Schlagwörter: Beschwerde, Beschwerdeausschluss, Abschiebungsandrohung, Ablehnungsbescheid, Asylverfahrensrecht, Asylverfahren, Bleiberecht, Täuschung über Identität, Kausalität, Versagungsgrund, Ausweisungsgrund, Ausweisungsinteresse, Aufenthaltserlaubnis,
Normen: AsylG § 80, AufenthG § 25b, VwGO § 123
Auszüge:

[...]

Die Abschiebemaßnahmen, deren Untersagung die Antragsteller begehren, finden allein auf Grundlage von asylrechtlichen Abschiebungsandrohungen in den ablehnenden Bescheiden das BAMF statt, da der ausländerrechtliche Bescheid der Antragsgegnerin keinerlei Abschiebungsandrohung enthält. Der beschließende Senat hält insoweit an seiner ständigen Rechtsprechung fest, dass dies aus der vom Gesetzgeber mit dieser Regelung verfolgten Intention der Beschleunigung von Asylverfahren folgt, weil Aussetzung der Abschiebung und Duldung so unmittelbar die Durchsetzung der Ausreisepflicht berühren, dass sie hinsichtlich des Rechtsmittelausschlusses nicht anders betrachtet werden können als der asylverfahrensgesetzliche Grundverwaltungsakt und darauf beruhende Vollstreckungsmaßnahmen wie die Abschiebungsandrohung (zuletzt Entscheidung des Senats vom 27.11.2018 - 9 B 2180/18 -; grundlegend Beschluss vom 27.07.1995 - 12 TG 2342/95 -, juris Rn. 16; and. Ansicht etwa Nds. OVG, Beschluss vom 13.09.2016 - 13 PA 151/16 -, juris; Bay. VGH, Beschluss vom 04.01.2016 - 10 C 15.2105 -, juris Rn. 17). Zutreffend hat das Verwaltungsgericht deshalb darauf hingewiesen, dass insoweit wegen der Einheitlichkeit des Verfahrens auch dann eine asylrechtliche Streitigkeit gegeben ist, wenn die begehrte Aussetzung der Abschiebung auf eine ausländerrechtliche Grundlage wie bspw. § 60a Abs. 2 AufenthG gestützt würde. [...]

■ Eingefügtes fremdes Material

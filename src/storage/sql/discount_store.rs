//! Unified SQL DiscountCodeStore implementation.
//!
//! Uses a macro to generate implementations for each SQL backend,
//! eliminating code duplication while maintaining type safety.

use std::marker::PhantomData;

use crate::storage::schema::DiscountCodes;

use super::SqlDatabase;

/// Columns selected whenever a full `DiscountCode` is read back.
const CODE_COLUMNS: [DiscountCodes; 12] = [
    DiscountCodes::Id,
    DiscountCodes::Code,
    DiscountCodes::CodeType,
    DiscountCodes::MatchType,
    DiscountCodes::Prefix,
    DiscountCodes::EmailDomain,
    DiscountCodes::EmailPrefix,
    DiscountCodes::DiscountPercent,
    DiscountCodes::UsageLimit,
    DiscountCodes::UsedCount,
    DiscountCodes::IsActive,
    DiscountCodes::CreatedAt,
];

/// SQL-based implementation of DiscountCodeStore.
///
/// This generic implementation works with any SQL database that implements
/// the `SqlDatabase` trait (PostgreSQL, SQLite).
pub struct SqlDiscountCodeStore<DB: SqlDatabase> {
    pool: DB::Pool,
    _marker: PhantomData<DB>,
}

impl<DB: SqlDatabase> SqlDiscountCodeStore<DB> {
    /// Create a new SQL discount-code store with the given pool.
    pub fn new(pool: DB::Pool) -> Self {
        Self {
            pool,
            _marker: PhantomData,
        }
    }

    /// Get the underlying pool.
    pub fn pool(&self) -> &DB::Pool {
        &self.pool
    }
}

/// Macro to implement DiscountCodeStore for a specific SQL backend.
macro_rules! impl_discount_code_store {
    ($db_type:ty, $row_type:ty, $feature:literal) => {
        #[cfg(feature = $feature)]
        impl SqlDiscountCodeStore<$db_type> {
            fn map_row(row: &$row_type) -> crate::storage::Result<crate::model::DiscountCode> {
                use sqlx::Row;

                use crate::model::{CodeType, DiscountCode, MatchType};
                use crate::storage::StorageError;

                let code_type: String = row.try_get("code_type")?;
                let code_type = CodeType::parse(&code_type).ok_or_else(|| {
                    StorageError::InvalidColumn {
                        column: "code_type",
                        value: code_type.clone(),
                    }
                })?;

                let match_type: Option<String> = row.try_get("match_type")?;
                let match_type = match match_type {
                    Some(value) => Some(MatchType::parse(&value).ok_or_else(|| {
                        StorageError::InvalidColumn {
                            column: "match_type",
                            value: value.clone(),
                        }
                    })?),
                    None => None,
                };

                Ok(DiscountCode {
                    id: row.try_get("id")?,
                    code: row.try_get("code")?,
                    code_type,
                    match_type,
                    prefix: row.try_get("prefix")?,
                    email_domain: row.try_get("email_domain")?,
                    email_prefix: row.try_get("email_prefix")?,
                    discount_percent: row.try_get("discount_percent")?,
                    usage_limit: row.try_get("usage_limit")?,
                    used_count: row.try_get("used_count")?,
                    is_active: row.try_get("is_active")?,
                    created_at: row.try_get("created_at")?,
                })
            }

            async fn fetch_where(
                &self,
                condition: Option<sea_query::SimpleExpr>,
            ) -> crate::storage::Result<Vec<crate::model::DiscountCode>> {
                use sea_query::{Order, Query};

                let stmt = Query::select()
                    .columns(CODE_COLUMNS)
                    .from(DiscountCodes::Table)
                    .and_where_option(condition)
                    .order_by(DiscountCodes::Id, Order::Asc)
                    .to_owned();

                let sql = <$db_type>::build_select(stmt);
                let rows = sqlx::query(&sql).fetch_all(&self.pool).await?;
                rows.iter().map(Self::map_row).collect()
            }

            async fn execute_update(
                &self,
                stmt: sea_query::UpdateStatement,
            ) -> crate::storage::Result<u64> {
                let sql = <$db_type>::build_update(stmt);
                let result = sqlx::query(&sql).execute(&self.pool).await?;
                Ok(result.rows_affected())
            }
        }

        #[cfg(feature = $feature)]
        #[async_trait::async_trait]
        impl crate::storage::DiscountCodeStore for SqlDiscountCodeStore<$db_type> {
            async fn init_schema(&self) -> crate::storage::Result<()> {
                for statement in <$db_type as SqlDatabase>::DISCOUNT_CODES_DDL {
                    sqlx::query(statement).execute(&self.pool).await?;
                }
                Ok(())
            }

            async fn insert(
                &self,
                code: crate::model::NewDiscountCode,
            ) -> crate::storage::Result<crate::model::DiscountCode> {
                use sea_query::Query;

                use crate::storage::StorageError;

                let created_at = crate::model::timestamp(chrono::Utc::now());

                let stmt = Query::insert()
                    .into_table(DiscountCodes::Table)
                    .columns([
                        DiscountCodes::Code,
                        DiscountCodes::CodeType,
                        DiscountCodes::MatchType,
                        DiscountCodes::Prefix,
                        DiscountCodes::EmailDomain,
                        DiscountCodes::EmailPrefix,
                        DiscountCodes::DiscountPercent,
                        DiscountCodes::UsageLimit,
                        DiscountCodes::UsedCount,
                        DiscountCodes::IsActive,
                        DiscountCodes::CreatedAt,
                    ])
                    .values_panic([
                        code.code.clone().into(),
                        code.code_type.as_str().into(),
                        code.match_type.map(|m| m.as_str().to_string()).into(),
                        code.prefix.clone().into(),
                        code.email_domain.clone().into(),
                        code.email_prefix.clone().into(),
                        code.discount_percent.into(),
                        code.usage_limit.into(),
                        0i64.into(),
                        code.is_active.into(),
                        created_at.into(),
                    ])
                    .returning_all()
                    .to_owned();

                let sql = <$db_type>::build_insert(stmt);
                let row = match sqlx::query(&sql).fetch_one(&self.pool).await {
                    Ok(row) => row,
                    Err(sqlx::Error::Database(e)) if e.is_unique_violation() => {
                        return Err(StorageError::DuplicateCode(code.code));
                    }
                    Err(e) => return Err(e.into()),
                };

                Self::map_row(&row)
            }

            async fn get(
                &self,
                id: i64,
            ) -> crate::storage::Result<Option<crate::model::DiscountCode>> {
                use sea_query::Expr;

                let mut rows = self.fetch_where(Some(Expr::col(DiscountCodes::Id).eq(id))).await?;
                Ok(rows.pop())
            }

            async fn find_by_code(
                &self,
                code: &str,
            ) -> crate::storage::Result<Option<crate::model::DiscountCode>> {
                use sea_query::Expr;

                let mut rows = self
                    .fetch_where(Some(Expr::col(DiscountCodes::Code).eq(code)))
                    .await?;
                Ok(rows.pop())
            }

            async fn list(&self) -> crate::storage::Result<Vec<crate::model::DiscountCode>> {
                self.fetch_where(None).await
            }

            async fn list_prefix_codes(
                &self,
            ) -> crate::storage::Result<Vec<crate::model::DiscountCode>> {
                use sea_query::Expr;

                use crate::model::CodeType;

                let condition = Expr::col(DiscountCodes::CodeType).eq(CodeType::Prefix.as_str());
                self.fetch_where(Some(condition)).await
            }

            async fn increment_usage(&self, id: i64) -> crate::storage::Result<u64> {
                use sea_query::{Expr, Query};

                let stmt = Query::update()
                    .table(DiscountCodes::Table)
                    .value(
                        DiscountCodes::UsedCount,
                        Expr::col(DiscountCodes::UsedCount).add(1),
                    )
                    .and_where(Expr::col(DiscountCodes::Id).eq(id))
                    .and_where(
                        Expr::col(DiscountCodes::UsedCount)
                            .lt(Expr::col(DiscountCodes::UsageLimit)),
                    )
                    .to_owned();

                self.execute_update(stmt).await
            }

            async fn decrement_usage(&self, id: i64) -> crate::storage::Result<u64> {
                use sea_query::{Expr, Query};

                let stmt = Query::update()
                    .table(DiscountCodes::Table)
                    .value(
                        DiscountCodes::UsedCount,
                        Expr::col(DiscountCodes::UsedCount).sub(1),
                    )
                    .and_where(Expr::col(DiscountCodes::Id).eq(id))
                    .and_where(Expr::col(DiscountCodes::UsedCount).gt(0))
                    .to_owned();

                self.execute_update(stmt).await
            }

            async fn set_active(&self, id: i64, active: bool) -> crate::storage::Result<u64> {
                use sea_query::{Expr, Query};

                let stmt = Query::update()
                    .table(DiscountCodes::Table)
                    .value(DiscountCodes::IsActive, active)
                    .and_where(Expr::col(DiscountCodes::Id).eq(id))
                    .to_owned();

                self.execute_update(stmt).await
            }

            async fn delete(&self, id: i64) -> crate::storage::Result<u64> {
                use sea_query::{Expr, Query};

                let stmt = Query::delete()
                    .from_table(DiscountCodes::Table)
                    .and_where(Expr::col(DiscountCodes::Id).eq(id))
                    .to_owned();

                let sql = <$db_type>::build_delete(stmt);
                let result = sqlx::query(&sql).execute(&self.pool).await?;
                Ok(result.rows_affected())
            }
        }
    };
}

// Generate implementations for each SQL backend
impl_discount_code_store!(super::postgres::Postgres, sqlx::postgres::PgRow, "postgres");
impl_discount_code_store!(super::sqlite::Sqlite, sqlx::sqlite::SqliteRow, "sqlite");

Gemäß § 25b Abs. 1 AufenthG soll einem geduldeten Ausländer abweichend von dem Erfordernis der Sicherung des Lebensunterhalts nach § 5 Abs. 1 Nr. 1 AufenthG und dem Erfordernis der Einreise mit dem für den angestrebten Aufenthalt erforderlichen Visum eine Aufenthaltserlaubnis erteilt werden, wenn er sich nachhaltig in die Lebensverhältnisse in Deutschland integriert hat. Sie ist allerdings nach § 25b Abs. 2 Nrn. 1 bzw. 2 AufenthG u.a. dann zu versagen, wenn der Ausländer die Aufenthaltsbeendigung durch Täuschung über die Identität verhindert hat oder ein Ausweisungsinteresse im Sinne von § 54 Abs. 1 oder Abs. 2 Nrn. 1 und 2 AufenthG besteht. Ein zwingender Versagungstatbestand ist in dem Fall der von Abs. 2 Nr. 1 u.a. erfassten Identitätstäuschung nach dem insoweit eindeutigen Wortlaut zwar nur dann gegeben, wenn diese gegenwärtig vorliegt, dies hat aber nicht zur Folge, dass zurückliegende Täuschungen generell unbeachtlich sind. Denn auch der Gesetzgeber geht davon aus, dass die Regelung des § 25b AufenthG "keine Amnestie für jegliches Fehlverhalten in den vorangegangenen Verfahren" darstelle, in der Vergangenheit liegende falsche Angaben sollen demnach nur bei "tätiger Reue" außer Betracht bleiben (vgl. BT-Drs. 18/4097, S. 53 f.) und sofern diese nicht allein kausal für die lange Aufenthaltsdauer gewesen sind (vgl. BT-Drs. 18/4097 S. 44). Von dem Versagungstatbestand des § 25b Abs. 2 AufenthG nicht erfasste (zurückliegende) Täuschungen und Straftaten können deshalb der Erteilung einer Aufenthaltserlaubnis dann entgegenstehen, wenn sie nach ihrer Art oder Dauer so bedeutsam sind, dass sie das Gewicht der nach § 25b Abs. 1 Satz 2 Nr. 1 bis 5 AufenthG relevanten Integrationsleistungen für die nach Abs. 1 Satz 1 maßgebliche Annahme der nachhaltigen Integration beseitigen (vgl. OVG Nordrhein-Westfalen, Beschluss vom 21.07.2015 - 18 B 486/14 -, juris Rn. 8, 13), etwa weil im Einzelfall Integrationsdefizite festzustellen sind, die dazu führen, dass den erzielten Integrationsleistungen bei wertender Gesamtbetrachtung ein geringeres Gewicht zukommt (OVG Nordrhein-Westfalen, a.a.O., juris Rn. 10). [...]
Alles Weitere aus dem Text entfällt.